= ASSIGNED TASK =
All lines from the one containing "corrupted hashes. A" through the final line of the entries are to be written out verbatim; no other line is to be included.

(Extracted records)
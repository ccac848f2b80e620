//! Password Hashing and Verification
//!
//! bcrypt with the library's default cost. Hashes are self-describing
//! (algorithm, cost and salt travel inside the hash string), so
//! verification needs no extra state.

use bcrypt::{hash, verify, DEFAULT_COST};

use crate::error::ApiError;

/// Hash a plaintext password for storage
///
/// Each call salts independently, so hashing the same password twice
/// yields different strings.
pub fn hash_password(password: &str) -> Result<String, ApiError> {
    hash(password, DEFAULT_COST)
        .map_err(|e| ApiError::internal(format!("password hashing failed: {}", e)))
}

/// Check a plaintext password against a stored hash
///
/// Returns `false` for non-matching passwords and for malformed or
/// corrupted hashes. A broken hash in the database must read as "wrong
/// password", not take the login endpoint down.
pub fn verify_password(password: &str, password_hash: &str) -> bool {
    verify(password, password_hash).unwrap_or(false)
}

= RESPONSE AREA =
/// corrupted hashes. A broken hash in the database must read as "wrong
/// password", not take the login endpoint down.
pub fn verify_password(password: &str, password_hash: &str) -> bool {
    verify(password, password_hash).unwrap_or(false)
}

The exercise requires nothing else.